Processo Ruby: venerdì 15 marzo alle 16.30 scende in piazza anche Libertà e Giustizia

I prossimi a scendere in piazza contro gli attacchi alla giustizia

Davanti al tribunale di Milano continuano a campeggiare le immagini di Giovanni Falcone e Paolo Borsellino, testimoni del bailamme che sta tenendo banco da qualche giorno a questa parte: manifestazioni e contromanifestazioni, attacchi alla magistratura e strenue difese della democrazia.

Intanto che il processo Ruby viene rinviato per la terza volta a causa dei problemi di salute dell'ex premier (l'udienza si terrà il 18 marzo, il 25 la sentenza), e dopo che anche il processo d'appello sui diritti tv di Mediaset rischia di slittare (l'udienza sarebbe prevista il 16 marzo con sentenza il 23), è stata indetta una nuova manifestazione a sostegno della magistratura.

La organizza venerdì 15 marzo dalle 16.30 Libertà e Giustizia: il presidio però si terrà in piazza Fontana, non più davanti al tribunale, come era stato annunciato.

Gli organizzatori hanno fatto sapere di aver spostato l'evento per ribadire

"il nostro fermo convincimento che i tribunali devono poter lavorare lontano dalle emozionie dalla eventualità di pericolose strumentalizzazioni"

L'associazione invita i cittadini a portare esclusivamente cartelli o striscioni con articoli della Costituzione e si raccoglieranno messaggi di solidarietà nei confronti dei magistrati.
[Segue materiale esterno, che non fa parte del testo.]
//! # ant-colony
//!
//! Ant Colony Optimization for the traveling salesman problem over an
//! editable set of towns, driven one discrete step at a time.
//!
//! ## Modules
//!
//! - [`models`] — Graph model (Town, Path, Canvas) with stable handles
//! - [`colony`] — Tour walkers (ants), the round-based engine, pheromone rules
//! - [`random`] — Injectable uniform random sources
//! - [`events`] — Typed change notifications and the observer trait
//! - [`persistence`] — Line-oriented save/load format
//! - [`config`] — Serde-backed configuration
//! - [`simulation`] — The [`Aco`](simulation::Aco) facade driving everything
//! - [`error`] — Error type for persistence, configuration and broken trips

pub mod colony;
pub mod config;
pub mod error;
pub mod events;
pub mod models;
pub mod persistence;
pub mod random;
pub mod simulation;

pub use error::{AcoError, Result};
pub use simulation::Aco;
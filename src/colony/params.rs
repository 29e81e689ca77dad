//! Algorithm parameters and pheromone update rules.

use serde::{Deserialize, Serialize};

use crate::error::{AcoError, Result};

/// How much pheromone an ant deposits on each edge of its tour.
///
/// Every rule first evaporates, then deposits:
/// `trail ← (1 − ro) × trail + deposit`.
#[derive(Debug, Clone, Copy, PartialEq, Eq, Default, Serialize, Deserialize)]
#[serde(rename_all = "snake_case")]
pub enum PheromoneRule {
    /// `deposit = q / tour_length`, the same on every edge of the tour.
    #[default]
    AntCycle,
    /// `deposit = q`, regardless of tour or edge length.
    AntDensity,
    /// `deposit = q / edge_distance`.
    AntQuantity,
    /// Ant-Cycle, plus `e × q / best_length` on every edge of the best
    /// tour found so far after each round.
    Elitist,
}

impl PheromoneRule {
    /// Amount deposited on one edge of length `edge_distance` belonging to a
    /// tour of length `tour_length`.
    ///
    /// # Examples
    ///
    /// ```
    /// use ant_colony::colony::PheromoneRule;
    ///
    /// assert_eq!(PheromoneRule::AntCycle.deposit(20.0, 4.0, 1.0), 5.0);
    /// assert_eq!(PheromoneRule::AntDensity.deposit(20.0, 4.0, 1.0), 20.0);
    /// assert_eq!(PheromoneRule::AntQuantity.deposit(20.0, 4.0, 2.0), 10.0);
    /// ```
    pub fn deposit(&self, q: f64, tour_length: f64, edge_distance: f64) -> f64 {
        match self {
            PheromoneRule::AntCycle | PheromoneRule::Elitist => q / tour_length,
            PheromoneRule::AntDensity => q,
            PheromoneRule::AntQuantity => q / edge_distance,
        }
    }

    /// Evaporation followed by deposit.
    pub fn update(&self, trail: f64, ro: f64, deposit: f64) -> f64 {
        (1.0 - ro) * trail + deposit
    }
}

/// Tunable parameters of the colony engine.
///
/// Defaults: 5 ants, `alpha = 1`, `beta = 2`, `q = 20`, `ro = 0.1`, `e = 2`,
/// Ant-Cycle.
///
/// # Examples
///
/// ```
/// use ant_colony::colony::{Parameters, PheromoneRule};
///
/// let p = Parameters::default()
///     .with_ant_count(10)
///     .with_rule(PheromoneRule::AntQuantity);
/// assert_eq!(p.ant_count, 10);
/// assert!(p.validate().is_ok());
/// ```
#[derive(Debug, Clone, PartialEq, Serialize, Deserialize)]
#[serde(default)]
pub struct Parameters {
    /// Ants spawned per round.
    pub ant_count: usize,
    /// Exponent applied to the trail level.
    pub alpha: f64,
    /// Exponent applied to the visibility `1 / distance`.
    pub beta: f64,
    /// Deposit quantity.
    pub q: f64,
    /// Evaporation rate, in `[0, 1]`.
    pub ro: f64,
    /// Elitist weight, used by [`PheromoneRule::Elitist`] only.
    pub e: f64,
    /// Pheromone update rule.
    pub rule: PheromoneRule,
}

impl Default for Parameters {
    fn default() -> Self {
        Self {
            ant_count: 5,
            alpha: 1.0,
            beta: 2.0,
            q: 20.0,
            ro: 0.1,
            e: 2.0,
            rule: PheromoneRule::AntCycle,
        }
    }
}

impl Parameters {
    /// Sets the number of ants per round.
    pub fn with_ant_count(mut self, ant_count: usize) -> Self {
        self.ant_count = ant_count;
        self
    }

    /// Sets the trail exponent.
    pub fn with_alpha(mut self, alpha: f64) -> Self {
        self.alpha = alpha;
        self
    }

    /// Sets the visibility exponent.
    pub fn with_beta(mut self, beta: f64) -> Self {
        self.beta = beta;
        self
    }

    /// Sets the deposit quantity.
    pub fn with_q(mut self, q: f64) -> Self {
        self.q = q;
        self
    }

    /// Sets the evaporation rate.
    pub fn with_ro(mut self, ro: f64) -> Self {
        self.ro = ro;
        self
    }

    /// Sets the elitist weight.
    pub fn with_e(mut self, e: f64) -> Self {
        self.e = e;
        self
    }

    /// Sets the pheromone rule.
    pub fn with_rule(mut self, rule: PheromoneRule) -> Self {
        self.rule = rule;
        self
    }

    /// Rejects non-finite values and an evaporation rate outside `[0, 1]`.
    pub fn validate(&self) -> Result<()> {
        for (name, value) in [
            ("alpha", self.alpha),
            ("beta", self.beta),
            ("q", self.q),
            ("ro", self.ro),
            ("e", self.e),
        ] {
            if !value.is_finite() {
                return Err(AcoError::Config(format!("{name} must be finite, got {value}")));
            }
        }
        if !(0.0..=1.0).contains(&self.ro) {
            return Err(AcoError::Config(format!("ro must be in [0, 1], got {}", self.ro)));
        }
        Ok(())
    }
}

#[cfg(test)]
mod tests {
    use super::*;

    #[test]
    fn test_defaults() {
        let p = Parameters::default();
        assert_eq!(p.ant_count, 5);
        assert_eq!(p.alpha, 1.0);
        assert_eq!(p.beta, 2.0);
        assert_eq!(p.q, 20.0);
        assert_eq!(p.ro, 0.1);
        assert_eq!(p.e, 2.0);
        assert_eq!(p.rule, PheromoneRule::AntCycle);
    }

    #[test]
    fn test_deposit_rules() {
        assert!((PheromoneRule::AntCycle.deposit(20.0, 3.0, 1.0) - 20.0 / 3.0).abs() < 1e-12);
        assert_eq!(PheromoneRule::Elitist.deposit(20.0, 4.0, 9.0), 5.0);
        assert_eq!(PheromoneRule::AntDensity.deposit(3.0, 100.0, 100.0), 3.0);
        assert_eq!(PheromoneRule::AntQuantity.deposit(3.0, 100.0, 0.5), 6.0);
    }

    #[test]
    fn test_update_evaporates_then_deposits() {
        let r = PheromoneRule::AntCycle;
        assert!((r.update(1.0, 0.1, 0.5) - 1.4).abs() < 1e-12);
        assert_eq!(r.update(2.0, 1.0, 0.0), 0.0);
    }

    #[test]
    fn test_validate() {
        assert!(Parameters::default().validate().is_ok());
        assert!(Parameters::default().with_ro(1.5).validate().is_err());
        assert!(Parameters::default().with_ro(-0.1).validate().is_err());
        assert!(Parameters::default().with_alpha(f64::NAN).validate().is_err());
        assert!(Parameters::default().with_q(f64::INFINITY).validate().is_err());
    }

    #[test]
    fn test_serde_partial() {
        let p: Parameters = serde_json::from_str(r#"{"ant_count": 3, "rule": "ant_density"}"#)
            .expect("valid json");
        assert_eq!(p.ant_count, 3);
        assert_eq!(p.rule, PheromoneRule::AntDensity);
        assert_eq!(p.beta, 2.0);
    }
}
Manifestazione del Popolo Viola Milano


Oggi pomeriggio, alle ore 14, si terrà l'udienza del Processo Ruby che lunedì era stata rinviata. E il Popolo Viola Milano ha già annunciato una manifestazione davanti al Tribunale alle 18.30 per "evitare indegne ingerenze dei parlamentari Pdl e portare tutto il nostro sdegno civile e democratico". Il ritrovo sarà per tutti in Largo Biagi/Corso di Porta Vittoria.
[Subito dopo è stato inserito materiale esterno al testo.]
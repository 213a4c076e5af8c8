//! Service locations and the location input table.

use std::fs::File;
use std::io::Read;
use std::path::Path;

use serde::{Deserialize, Serialize};

use crate::error::{PlannerError, Result};

/// Index of the depot in every location table.
pub const DEPOT: usize = 0;

/// A service location. Row 0 of the input table is the depot.
#[derive(Debug, Clone, PartialEq, Serialize)]
pub struct Location {
    pub index: usize,
    pub name: String,
    pub latitude: f64,
    pub longitude: f64,
    pub address: String,
    /// Items collected here per visit.
    pub pickup_demand: u32,
    /// Clean items delivered here per visit.
    pub dropoff_demand: u32,
    pub location_type: String,
    pub pickup_type: String,
}

impl Location {
    pub fn coords(&self) -> (f64, f64) {
        (self.latitude, self.longitude)
    }

    pub fn is_depot(&self) -> bool {
        self.index == DEPOT
    }
}

/// A raw row of the location input table, before demand validation.
///
/// Accepts both the snake_case headers and the spreadsheet column names
/// (`Daily_Pickup_Totes`, `Weekly_Dropoff_Totes`, ...).
#[derive(Debug, Clone, Deserialize)]
pub struct LocationRecord {
    #[serde(alias = "Name")]
    pub name: String,
    #[serde(alias = "Latitude")]
    pub latitude: f64,
    #[serde(alias = "Longitude")]
    pub longitude: f64,
    #[serde(default, alias = "Address")]
    pub address: String,
    #[serde(alias = "Daily_Pickup_Totes")]
    pub pickup_demand: i64,
    #[serde(alias = "Weekly_Dropoff_Totes")]
    pub dropoff_demand: i64,
    #[serde(default, alias = "Location_Type")]
    pub location_type: String,
    #[serde(default, alias = "Pickup_Type")]
    pub pickup_type: String,
}

impl LocationRecord {
    /// Validate demands and assign the row index.
    pub fn into_location(self, index: usize) -> Result<Location> {
        let pickup_demand = non_negative(index, "pickup", self.pickup_demand)?;
        let dropoff_demand = non_negative(index, "dropoff", self.dropoff_demand)?;

        Ok(Location {
            index,
            name: self.name,
            latitude: self.latitude,
            longitude: self.longitude,
            address: self.address,
            pickup_demand,
            dropoff_demand,
            location_type: self.location_type,
            pickup_type: self.pickup_type,
        })
    }
}

fn non_negative(index: usize, field: &'static str, value: i64) -> Result<u32> {
    if value < 0 {
        return Err(PlannerError::InvalidDemand { index, field, value });
    }
    u32::try_from(value).map_err(|_| PlannerError::InvalidDemand { index, field, value })
}

/// Read the location table from any CSV source.
pub fn read_locations<R: Read>(reader: R) -> Result<Vec<Location>> {
    let mut reader = csv::Reader::from_reader(reader);
    let mut locations = Vec::new();

    for (index, record) in reader.deserialize::<LocationRecord>().enumerate() {
        locations.push(record?.into_location(index)?);
    }

    if locations.is_empty() {
        return Err(PlannerError::Config(
            "location table is empty; row 0 must be the depot".to_string(),
        ));
    }

    Ok(locations)
}

/// Read the location table from a CSV file.
pub fn load_locations(path: impl AsRef<Path>) -> Result<Vec<Location>> {
    read_locations(File::open(path)?)
}
//! Persistence of experiment runs.
//!
//! Layout: `{output_dir}/{experiment}/{sweep}/run-{NNNN}/`. Every sweep and
//! every run gets its own freshly created directory, so a crash or a later
//! sweep never touches runs that already finished. A run's `metadata.json`
//! is written last and marks the run as complete.

use std::fs::{self, File};
use std::io::{self, BufWriter, Write};
use std::path::{Path, PathBuf};

use jiff::Timestamp;
use serde::Serialize;

use crate::composer::{CombinedRoute, CompositionReport, CompositionState};
use crate::demand::Role;
use crate::error::Result;
use crate::location::Location;
use crate::sweep::{RunRecord, SimulationParams};

pub const RUN_KIND: &str = "Multi-Stage Simulation";
pub const METADATA_FILE: &str = "metadata.json";
pub const ROUTES_FILE: &str = "routes.csv";
pub const ROUTES_TEXT_FILE: &str = "routes.txt";
pub const SUMMARY_FILE: &str = "summary_stats.json";

/// Metadata recorded for every run, feasible or not.
#[derive(Debug, Clone, Serialize)]
pub struct RunMetadata {
    pub name: String,
    pub kind: String,
    pub started_at: Timestamp,
    pub finished_at: Timestamp,
    pub solver: String,
    pub status: CompositionState,
    pub num_routes: usize,
    pub stage_one_routes: usize,
    pub skipped_routes: Vec<usize>,
    pub pickup_params: SimulationParams,
    pub combo_params: SimulationParams,
}

/// One row of the route output table.
#[derive(Debug, Clone, PartialEq, Serialize)]
pub struct RouteRow<'a> {
    pub original_index: usize,
    pub route_id: &'a str,
    pub stop_number: usize,
    pub role: Role,
    pub cumulative_distance: f64,
    pub cumulative_load: i64,
    pub name: &'a str,
    pub latitude: f64,
    pub longitude: f64,
    pub address: &'a str,
    pub pickup_demand: u32,
    pub dropoff_demand: u32,
    pub location_type: &'a str,
    pub pickup_type: &'a str,
}

/// Flatten combined routes into output rows, stops numbered from 1.
pub fn route_rows<'a>(
    routes: impl IntoIterator<Item = &'a CombinedRoute>,
    locations: &'a [Location],
) -> Vec<RouteRow<'a>> {
    routes
        .into_iter()
        .flat_map(move |route| {
            route.stops.iter().enumerate().map(move |(i, stop)| {
                let location = &locations[stop.node.location];
                RouteRow {
                    original_index: stop.node.location,
                    route_id: &route.id,
                    stop_number: i + 1,
                    role: stop.node.role,
                    cumulative_distance: stop.cumulative_distance,
                    cumulative_load: stop.cumulative_load,
                    name: &location.name,
                    latitude: location.latitude,
                    longitude: location.longitude,
                    address: &location.address,
                    pickup_demand: location.pickup_demand,
                    dropoff_demand: location.dropoff_demand,
                    location_type: &location.location_type,
                    pickup_type: &location.pickup_type,
                }
            })
        })
        .collect()
}

/// Plain-text diagram of a route: `Node(i) Load(l) -> ...` with its
/// distance and starting load.
pub fn render_route(route: &CombinedRoute) -> String {
    let legs: Vec<String> = route
        .stops
        .iter()
        .map(|stop| match stop.node.role {
            Role::Dropoff => format!("Drop({}) Load({})", stop.node.location, stop.cumulative_load),
            _ => format!("Node({}) Load({})", stop.node.location, stop.cumulative_load),
        })
        .collect();
    let starting_load = route.stops.first().map(|stop| stop.cumulative_load).unwrap_or(0);

    format!(
        "Route #{}:\nDistance of the route: {:.0}m\nLoad of the route: {}\n{}",
        route.id,
        route.distance(),
        starting_load,
        legs.join(" -> \n")
    )
}

/// Directory name for an experiment: lowercase words joined by `_`.
pub fn experiment_slug(name: &str) -> String {
    name.split_whitespace()
        .map(str::to_lowercase)
        .collect::<Vec<_>>()
        .join("_")
}

/// One sweep's output directory: its run directories and `summary_stats.json`.
#[derive(Debug, Clone)]
pub struct SweepDirectory {
    path: PathBuf,
}

impl SweepDirectory {
    /// Create `{experiment_dir}/{YYYYmmddHHMMSS}`, suffixed `-1`, `-2`, ...
    /// when a sweep started in the same second already owns the name.
    pub fn create(experiment_dir: &Path, started_at: Timestamp) -> Result<Self> {
        fs::create_dir_all(experiment_dir)?;
        let stamp = started_at.strftime("%Y%m%d%H%M%S").to_string();

        let mut attempt = 0usize;
        loop {
            let name = match attempt {
                0 => stamp.clone(),
                n => format!("{stamp}-{n}"),
            };
            let path = experiment_dir.join(name);
            match fs::create_dir(&path) {
                Ok(()) => return Ok(Self { path }),
                Err(err) if err.kind() == io::ErrorKind::AlreadyExists => attempt += 1,
                Err(err) => return Err(err.into()),
            }
        }
    }

    pub fn path(&self) -> &Path {
        &self.path
    }

    /// Create the directory for run number `run` of this sweep.
    pub fn create_run(&self, run: usize) -> Result<RunDirectory> {
        RunDirectory::create(&self.path, run)
    }

    /// Replace the sweep's `summary_stats.json` with `runs`.
    ///
    /// The record is staged next to the target and renamed into place, so a
    /// failed write leaves the previous record readable.
    pub fn write_summary_stats(&self, runs: &[RunRecord]) -> Result<()> {
        let staged = self.path.join(format!("{SUMMARY_FILE}.tmp"));
        write_json(&staged, runs)?;
        fs::rename(&staged, self.path.join(SUMMARY_FILE))?;
        Ok(())
    }
}

/// A run's output directory.
#[derive(Debug, Clone)]
pub struct RunDirectory {
    path: PathBuf,
}

impl RunDirectory {
    /// Create `{sweep_dir}/run-{run:04}`.
    ///
    /// Fails if the directory already exists.
    pub fn create(sweep_dir: &Path, run: usize) -> Result<Self> {
        let path = sweep_dir.join(format!("run-{run:04}"));
        fs::create_dir(&path)?;
        Ok(Self { path })
    }

    pub fn path(&self) -> &Path {
        &self.path
    }

    /// Write `metadata.json`. Call once everything else for the run is on disk.
    pub fn write_metadata(&self, metadata: &RunMetadata) -> Result<()> {
        write_json(&self.path.join(METADATA_FILE), metadata)
    }

    /// Write the route table and its plain-text rendering.
    pub fn write_routes(&self, report: &CompositionReport, locations: &[Location]) -> Result<()> {
        let mut writer = csv::Writer::from_path(self.path.join(ROUTES_FILE))?;
        for row in route_rows(report.combined_routes(), locations) {
            writer.serialize(row)?;
        }
        writer.flush()?;

        let text: Vec<String> = report.combined_routes().map(render_route).collect();
        let mut file = BufWriter::new(File::create(self.path.join(ROUTES_TEXT_FILE))?);
        file.write_all(text.join("\n\n").as_bytes())?;
        file.flush()?;
        Ok(())
    }
}

fn write_json<T: Serialize + ?Sized>(path: &Path, value: &T) -> Result<()> {
    let mut writer = BufWriter::new(File::create(path)?);
    serde_json::to_writer_pretty(&mut writer, value)?;
    writer.flush()?;
    Ok(())
}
Ecco uno stralcio del comunicato del Popolo Viola:

"Abbiamo assistito ad un nuovo attacco alla Magistratura, proveniente da un partito politico. Noi vogliamo difendere la democrazia e lo stato di diritto, di cui uno dei capisaldi è la separazione dei poteri legislativo, esecutivo e giudiziario. Per questo riteniamo inaccettabile l'intimidazione effettuata, davanti e dentro il Tribunale di Milano da diversi esponenti del Popolo della Libertà, nel tentativo di fare pressioni sui giudici che processano il cittadino Silvio Berlusconi. Inoltre è nostra intenzione tutelare il principio fondamentale secondo cui tutti i cittadini sono uguali davanti alla legge"

Si invita inoltre i cittadini a esporre ad un balcone o una finestra un lenzuolo bianco con su scritto: "LA LEGGE E' UGUALE PER TUTTI".
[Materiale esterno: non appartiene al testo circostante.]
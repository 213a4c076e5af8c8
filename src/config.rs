//! Experiment configuration.
//!
//! Configuration is read from JSON once and validated into an immutable
//! [`ExperimentConfig`] that is handed to the sweep runner.

use std::fs;
use std::path::{Path, PathBuf};

use serde::Deserialize;

use crate::demand::DemandColumn;
use crate::error::{PlannerError, Result};
use crate::solver::{SolverAdapter, SolverKind};
use crate::summary::EstimateMultipliers;
use crate::sweep::{ParameterSweep, Range};

pub const PICKUPS_ONLY: &str = "Pickups Only";
pub const PICKUPS_AND_DROPOFFS: &str = "Pickups and Dropoffs";

/// A validated experiment.
#[derive(Debug, Clone, PartialEq)]
pub struct ExperimentConfig {
    pub name: String,
    pub solver: SolverKind,
    pub output_dir: PathBuf,
    /// Solve stage-two routes on the rayon pool.
    pub parallel: bool,
    /// Stop starting new runs once this many seconds have passed.
    pub max_sweep_seconds: Option<u64>,
    /// Units per pickup and per dropoff item for the summary's estimate
    /// columns.
    pub estimate_multipliers: Option<EstimateMultipliers>,
    pub pickups_only: ParameterSweep,
    pub pickups_and_dropoffs: ParameterSweep,
}

impl ExperimentConfig {
    pub fn from_json_str(json: &str) -> Result<Self> {
        let raw: RawConfig = serde_json::from_str(json)?;
        raw.validate()
    }

    pub fn load(path: impl AsRef<Path>) -> Result<Self> {
        let json = fs::read_to_string(path)?;
        Self::from_json_str(&json)
    }

    /// The solver adapter this experiment is configured for.
    pub fn solver(&self) -> SolverAdapter {
        SolverAdapter::from_kind(self.solver)
    }
}

#[derive(Debug, Deserialize)]
#[serde(deny_unknown_fields)]
struct RawConfig {
    name: String,
    #[serde(default)]
    solver: SolverKind,
    output_dir: PathBuf,
    #[serde(default = "default_parallel")]
    parallel: bool,
    #[serde(default)]
    max_sweep_seconds: Option<u64>,
    #[serde(default)]
    estimate_multipliers: Option<EstimateMultipliers>,
    pickups_only: SweepConfig,
    pickups_and_dropoffs: SweepConfig,
}

fn default_parallel() -> bool {
    true
}

impl RawConfig {
    fn validate(self) -> Result<ExperimentConfig> {
        if self.name.trim().is_empty() {
            return Err(PlannerError::Config("experiment name is empty".to_string()));
        }
        if let Some(multipliers) = self.estimate_multipliers {
            for (field, multiplier) in [("pickup", multipliers.pickup), ("dropoff", multipliers.dropoff)] {
                if !multiplier.is_finite() || multiplier < 0.0 {
                    return Err(PlannerError::Config(format!(
                        "estimate_multipliers.{field} must be a non-negative number, got {multiplier}"
                    )));
                }
            }
        }

        Ok(ExperimentConfig {
            name: self.name,
            solver: self.solver,
            output_dir: self.output_dir,
            parallel: self.parallel,
            max_sweep_seconds: self.max_sweep_seconds,
            estimate_multipliers: self.estimate_multipliers,
            pickups_only: self.pickups_only.into_sweep(PICKUPS_ONLY)?,
            pickups_and_dropoffs: self.pickups_and_dropoffs.into_sweep(PICKUPS_AND_DROPOFFS)?,
        })
    }
}

#[derive(Debug, Deserialize)]
#[serde(deny_unknown_fields)]
struct SweepConfig {
    demand_column: DemandColumn,
    num_vehicles: RangeSpec,
    vehicle_capacity: RangeSpec,
    simulation_runtime: RangeSpec,
}

impl SweepConfig {
    fn into_sweep(self, name: &str) -> Result<ParameterSweep> {
        Ok(ParameterSweep {
            name: name.to_string(),
            demand_column: self.demand_column,
            num_vehicles: self.num_vehicles.into_range("num_vehicles")?,
            vehicle_capacity: self.vehicle_capacity.into_range("vehicle_capacity")?,
            simulation_runtime: self.simulation_runtime.into_range("simulation_runtime")?,
        })
    }
}

/// Either a single value or an inclusive `{min, max, step}` range.
#[derive(Debug, Deserialize)]
#[serde(untagged)]
enum RangeSpec {
    Fixed(u32),
    Range { min: u32, max: u32, step: u32 },
}

impl RangeSpec {
    fn into_range(self, field: &str) -> Result<Range> {
        match self {
            RangeSpec::Fixed(value) => Ok(Range::fixed(value)),
            RangeSpec::Range { min, max, step } => Range::new(field, min, max, step),
        }
    }
}

#[cfg(test)]
mod tests {
    use super::*;

    const CONFIG: &str = r#"{
        "name": "Combined Dropoffs and Pickups",
        "output_dir": "runs",
        "estimate_multipliers": {"pickup": 50, "dropoff": 250},
        "pickups_only": {
            "demand_column": "Daily_Pickup_Totes",
            "num_vehicles": 20,
            "vehicle_capacity": {"min": 10, "max": 30, "step": 10},
            "simulation_runtime": 5
        },
        "pickups_and_dropoffs": {
            "demand_column": "signed",
            "num_vehicles": {"min": 1, "max": 3, "step": 1},
            "vehicle_capacity": 24,
            "simulation_runtime": 2
        }
    }"#;

    #[test]
    fn test_parse_config_with_defaults() {
        let config = ExperimentConfig::from_json_str(CONFIG).unwrap();
        assert_eq!(config.solver, SolverKind::Insertion);
        assert!(config.parallel);
        assert_eq!(config.max_sweep_seconds, None);
        assert_eq!(
            config.estimate_multipliers,
            Some(EstimateMultipliers { pickup: 50.0, dropoff: 250.0 })
        );
        assert_eq!(config.pickups_only.name, PICKUPS_ONLY);
        assert_eq!(config.pickups_only.demand_column, DemandColumn::Pickup);
        assert_eq!(config.pickups_only.vehicle_capacity.values(), vec![10, 20, 30]);
        assert_eq!(config.pickups_and_dropoffs.demand_column, DemandColumn::Signed);
        assert_eq!(config.pickups_only.count() * config.pickups_and_dropoffs.count(), 9);
    }

    #[test]
    fn test_solver_selected_by_name() {
        let json = CONFIG.replacen("\"output_dir\"", "\"solver\": \"nearest_neighbor\", \"output_dir\"", 1);
        let config = ExperimentConfig::from_json_str(&json).unwrap();
        assert_eq!(config.solver, SolverKind::NearestNeighbor);
    }

    #[test]
    fn test_zero_step_is_invalid_range() {
        let json = CONFIG.replace(r#"{"min": 1, "max": 3, "step": 1}"#, r#"{"min": 1, "max": 3, "step": 0}"#);
        let err = ExperimentConfig::from_json_str(&json).unwrap_err();
        assert!(matches!(err, PlannerError::InvalidRange { ref field, .. } if field == "num_vehicles"));
        assert!(err.is_input_validation());
    }

    #[test]
    fn test_negative_multiplier_rejected() {
        let json = CONFIG.replace(r#""dropoff": 250"#, r#""dropoff": -1.0"#);
        let err = ExperimentConfig::from_json_str(&json).unwrap_err();
        assert!(matches!(err, PlannerError::Config(ref message) if message.contains("dropoff")));
    }

    #[test]
    fn test_unknown_field_rejected() {
        let json = CONFIG.replacen("\"output_dir\"", "\"vehicles\": 3, \"output_dir\"", 1);
        assert!(matches!(
            ExperimentConfig::from_json_str(&json),
            Err(PlannerError::Serialization(_))
        ));
    }
}
//! tote-planner core
//!
//! Two-stage pickup and dropoff routing: solve pickup-only routes for every
//! location, then re-solve each route with dropoffs interleaved, and sweep
//! solver parameters for sensitivity analysis.

pub mod composer;
pub mod config;
pub mod demand;
pub mod error;
pub mod haversine;
pub mod location;
pub mod matrix;
pub mod osrm;
pub mod output;
pub mod segment;
pub mod solver;
pub mod summary;
pub mod sweep;
pub mod traits;

pub use error::{PlannerError, Result};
Manifestazione Pdl: le parole di Alfano


14.46 Le parole di Alfano riportate da Giornalettismo:

"Abbiamo un interlocutore di cui ci fidiamo e a cui ci affidiamo che è il Presidente della Repubblica che è anche Presidente del Consiglio Superiore della Magistratura. Abbiamo grande rispetto per il presidente della Repubblica Napolitano e siamo dispiaciuti perchè non volevamo esser qui, poi la situazione si è aggravata viste le notizie di stamani. A Napolitano affideremo la nostra preoccupazione per l'emergenza democratica"

Dopo aver parlato con i giornalisti, Alfano ha lasciato il Palazzo di Giustizia per recarsi all'ospedale San Raffaele in visita all'ex premier.

Processo Ruby: parlamentari del Pdl marciano sul Tribunale di Milano


I parlamentari del Pdl hanno deciso di 'disobbedire' a Silvio Berlusconi (che nei giorni scorsi aveva annullato qualsiasi manifestazione o sit-in contro la magistratura in sua difesa): dopo una riunione a Milano hanno deciso di marciare sul Tribunale in segno di protesta e hanno annunciato di voler fare una conferenza stampa da lì.

Secondo il Corriere Angelino Alfano avrebbe dichiarato:

"Nella mattinata la situazione giustizia si è ulteriormente aggravata. Andiamo al palazzo e parliamo da lì!"

Anche l'ex ministro dell'Istruzione, Maria Stella Gelmini, sarebbe dello stesso avviso:

"Per una volta disobbediamo al presidente, la linea emersa dall'intervento di molti parlamentari è quella di andare comunque davanti al tribunale a manifestare"

I parlamentari Pdl, dietro indicazione di Alfano, inoltre avrebbero annunciato di non voler partecipare alle prime sedute in Parlamento finché non verranno accolte le loro richieste sulla questione della giustizia.